This is what the plot is supposed to look like

enter image description here

A quick background, the 3 variables in question here are carat (num), cut (Fair, Good, Very Good, Premium, Ideal), and price (int).

I start with the following code:

set.seed(123) 
d <- ggplot(diamonds[sample(nrow(diamonds),5000),] #this was provided to us in the homework

d + geom_point(aes(x = log(carat), y = log(price), colour = cut) +
  labs(title = 'Regression line for Fair and Ideal Cut Diamonds') +
  stat_smooth(aes(x = log(carat), y = log(price), colour = cut), method = "gam")

Here's what I got

enter image description here

Now, I know this is incorrect, because "colour = cut" shows ALL the cuts, but I only want "Fair" and "Ideal". The professor hinted that we should try diamonds$cut%in%c(...), and so I tried it in many different ways. One of the latest (wrong) code is:

d + geom_point(aes(x = log(carat), y = log(price), colour = diamonds[diamonds$cut%in%c("Fair","Ideal")]), alpha = 0.5) +
 labs(title = 'Regression line for Fair and Ideal Cut Diamonds') +
 stat_smooth(aes(x = log(carat), y = log(price), colour = diamonds[diamonds$cut%in%c("Fair","Ideal")]), method = "gam")

I continue to get error messages regardless of where I tried to subset the diamonds$cut (e.g., Length of logical index vector for '[' must equal number of columns, Aesthetics must be either length 1 or the same as the data (5000):colour).

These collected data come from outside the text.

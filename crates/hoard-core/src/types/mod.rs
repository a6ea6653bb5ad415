//! Core data types for Hoard asset management.
//!
//! This module provides the fundamental types used throughout Hoard:
//! - Asset descriptors and declared digests
//! - Fetch policy options

pub mod asset;
pub mod options;

// Re-export all public types
pub use asset::{AssetDescriptor, AssetHash, HashMethod};
pub use options::{FetchOptions, MinimumTransferRate, RetryPolicy};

How do I extract just the Fair and Ideal cut to make this graph?

Any help is appreciated!

2
You should filter your data first. See this tutorial suzan.rbind.io/2018/02/dplyr-tutorial-3Tung

2 Answers

1
votes

This is the way to define the data argument to ggplot2 prior to declaring it within the ggplot argument, although I'm not sure how to filter the cut column when it is specified as a mapping variable in aes(colour = cut). Although the plot doesn't appear exactly as it should according to your post if that matters at this point. Hopefully this helps.

library(ggplot2)

set.seed(123)
z <- diamonds[sample(nrow(diamonds),5000),]
z <- z[z$cut %in% c("Fair", "Ideal"),]

d <- ggplot(data = z) +
  geom_point(aes(x = log(carat), y = log(price), colour = cut), alpha = 0.5) +
  labs(title = 'Regression line for Fair and Ideal Cut Diamonds') +
  stat_smooth(aes(x = log(carat), y = log(price), colour = cut), method = "gam")
d

Created on 2019-03-21 by the reprex package (v0.2.1)

0
votes

Use subset() to subset the data. One modification is to get exactly as your graph is changing the method to 'auto' in stat_smooth so the line will follow the data points. The chart can't be same always as we are doing random sampling.

library(ggplot2)

df<-diamonds[sample(nrow(diamonds),50000),]

subset(df,cut%in%c("Fair","Ideal"))->df_fair_ideal

ggplot(df_fair_ideal,aes(x=log(carat),y=log(price),color=cut),alpha=0.5)+
  labs(title = 'Regression line for Fair and Ideal Cut Diamonds') +
  geom_point()+xlim(min(log(df_fair_ideal$carat)),max(log(df_fair_ideal$carat)))+
  stat_smooth(method = "auto",se=T)

enter image description here